▸ Supplied entries:
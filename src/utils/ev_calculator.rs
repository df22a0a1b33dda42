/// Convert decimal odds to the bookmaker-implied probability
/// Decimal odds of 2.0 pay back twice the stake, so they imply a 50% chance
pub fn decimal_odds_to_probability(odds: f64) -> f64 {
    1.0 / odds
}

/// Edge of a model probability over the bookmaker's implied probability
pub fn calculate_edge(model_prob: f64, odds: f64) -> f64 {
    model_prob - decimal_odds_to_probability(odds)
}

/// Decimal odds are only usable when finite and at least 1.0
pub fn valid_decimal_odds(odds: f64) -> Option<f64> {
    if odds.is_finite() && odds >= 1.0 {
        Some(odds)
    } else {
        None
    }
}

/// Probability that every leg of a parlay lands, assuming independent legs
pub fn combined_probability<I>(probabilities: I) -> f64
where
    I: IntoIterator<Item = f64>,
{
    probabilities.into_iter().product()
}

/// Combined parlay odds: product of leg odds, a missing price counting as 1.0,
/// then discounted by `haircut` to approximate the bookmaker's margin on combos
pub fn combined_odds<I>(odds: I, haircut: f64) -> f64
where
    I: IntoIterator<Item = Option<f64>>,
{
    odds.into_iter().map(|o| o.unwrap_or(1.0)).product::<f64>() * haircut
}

...

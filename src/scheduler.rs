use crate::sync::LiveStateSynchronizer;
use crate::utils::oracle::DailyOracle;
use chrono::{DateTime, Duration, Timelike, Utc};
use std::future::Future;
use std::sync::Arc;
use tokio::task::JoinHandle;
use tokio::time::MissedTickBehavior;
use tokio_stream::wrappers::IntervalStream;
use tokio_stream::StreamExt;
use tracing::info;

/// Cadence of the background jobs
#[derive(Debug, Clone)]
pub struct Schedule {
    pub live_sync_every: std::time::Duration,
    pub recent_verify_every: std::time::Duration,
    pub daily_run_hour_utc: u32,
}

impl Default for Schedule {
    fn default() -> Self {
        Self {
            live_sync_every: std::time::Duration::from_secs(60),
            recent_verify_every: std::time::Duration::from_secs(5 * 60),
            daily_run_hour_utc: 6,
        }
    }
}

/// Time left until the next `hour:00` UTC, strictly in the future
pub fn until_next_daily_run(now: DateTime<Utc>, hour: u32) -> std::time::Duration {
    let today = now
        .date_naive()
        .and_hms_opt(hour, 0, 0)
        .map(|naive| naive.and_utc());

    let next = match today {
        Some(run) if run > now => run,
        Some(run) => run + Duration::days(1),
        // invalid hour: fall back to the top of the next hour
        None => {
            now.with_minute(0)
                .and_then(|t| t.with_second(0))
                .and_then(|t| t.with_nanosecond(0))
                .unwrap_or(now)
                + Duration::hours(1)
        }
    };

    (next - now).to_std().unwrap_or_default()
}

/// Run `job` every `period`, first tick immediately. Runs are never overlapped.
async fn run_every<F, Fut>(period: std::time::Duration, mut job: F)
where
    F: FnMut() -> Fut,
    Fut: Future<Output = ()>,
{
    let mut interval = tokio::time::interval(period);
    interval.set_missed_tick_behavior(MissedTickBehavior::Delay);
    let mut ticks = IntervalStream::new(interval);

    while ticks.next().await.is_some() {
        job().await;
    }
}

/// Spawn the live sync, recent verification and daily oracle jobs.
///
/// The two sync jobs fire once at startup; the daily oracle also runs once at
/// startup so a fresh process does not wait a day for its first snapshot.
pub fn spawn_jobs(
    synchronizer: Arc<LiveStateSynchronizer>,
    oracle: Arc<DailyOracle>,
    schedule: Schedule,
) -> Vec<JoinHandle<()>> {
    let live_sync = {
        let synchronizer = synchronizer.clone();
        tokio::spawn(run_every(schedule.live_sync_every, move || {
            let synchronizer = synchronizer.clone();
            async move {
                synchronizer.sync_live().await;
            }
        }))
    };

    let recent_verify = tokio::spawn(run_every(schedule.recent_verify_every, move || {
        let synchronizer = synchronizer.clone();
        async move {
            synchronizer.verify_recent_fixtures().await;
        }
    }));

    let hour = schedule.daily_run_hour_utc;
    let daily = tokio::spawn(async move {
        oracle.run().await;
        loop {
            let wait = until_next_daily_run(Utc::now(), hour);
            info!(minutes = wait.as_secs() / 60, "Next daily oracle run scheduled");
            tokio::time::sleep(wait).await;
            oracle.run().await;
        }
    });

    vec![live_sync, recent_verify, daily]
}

▸ Task instructions:
Take from the listing above each line containing "probabilities".

▸ Your response:
pub fn combined_probability<I>(probabilities: I) -> f64
    probabilities.into_iter().product()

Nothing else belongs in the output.